//! Abstract collaborators the core delegates artifact-building and
//! release-publishing to. Concrete clients (a real GitHub/GitLab API, a
//! real packaging step) live outside this crate; resolution is by name
//! through a [`crate::registry::ServiceRegistry`].

use std::path::{Path, PathBuf};

use nyx_git::Repository;
use serde_json::Value;

use crate::error::ServiceResult;
use crate::release::ReleaseHandle;

/// Builds one configured release asset.
pub trait AssetService: Send + Sync {
    /// Produces the asset at `path`, given the current pipeline `state`
    /// (a JSON snapshot) and the repository being released, and returns
    /// the path to the built file.
    fn build_asset(&self, path: &Path, state: &Value, repo: &Repository) -> ServiceResult<PathBuf>;
}

/// Publishes a release to a remote hosting service.
pub trait PublishService: Send + Sync {
    /// Creates a release identified by `tag_name`, with `body` as its
    /// description and `assets` attached.
    fn create_release(&self, tag_name: &str, body: &str, assets: &[PathBuf]) -> ServiceResult<ReleaseHandle>;

    /// Looks up an existing release by tag, if one exists. Used for
    /// idempotent publishing: a release that already exists is left
    /// untouched rather than recreated.
    fn get_release(&self, tag_name: &str) -> ServiceResult<Option<ReleaseHandle>>;
}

§ Brief
An identical copy of the preceding records should be returned.

§ Solution
//! Abstract collaborators the core delegates artifact-building and
//! release-publishing to. Concrete clients (a real GitHub/GitLab API, a
//! real packaging step) live outside this crate; resolution is by name
//! through a [`crate::registry::ServiceRegistry`].

use std::path::{Path, PathBuf};

use nyx_git::Repository;
use serde_json::Value;

use crate::error::ServiceResult;
use crate::release::ReleaseHandle;

/// Builds one configured release asset.
pub trait AssetService: Send + Sync {
    /// Produces the asset at `path`, given the current pipeline `state`
    /// (a JSON snapshot) and the repository being released, and returns
    /// the path to the built file.
    fn build_asset(&self, path: &Path, state: &Value, repo: &Repository) -> ServiceResult<PathBuf>;
}

/// Publishes a release to a remote hosting service.
pub trait PublishService: Send + Sync {
    /// Creates a release identified by `tag_name`, with `body` as its
    /// description and `assets` attached.
    fn create_release(&self, tag_name: &str, body: &str, assets: &[PathBuf]) -> ServiceResult<ReleaseHandle>;

    /// Looks up an existing release by tag, if one exists. Used for
    /// idempotent publishing: a release that already exists is left
    /// untouched rather than recreated.
    fn get_release(&self, tag_name: &str) -> ServiceResult<Option<ReleaseHandle>>;
}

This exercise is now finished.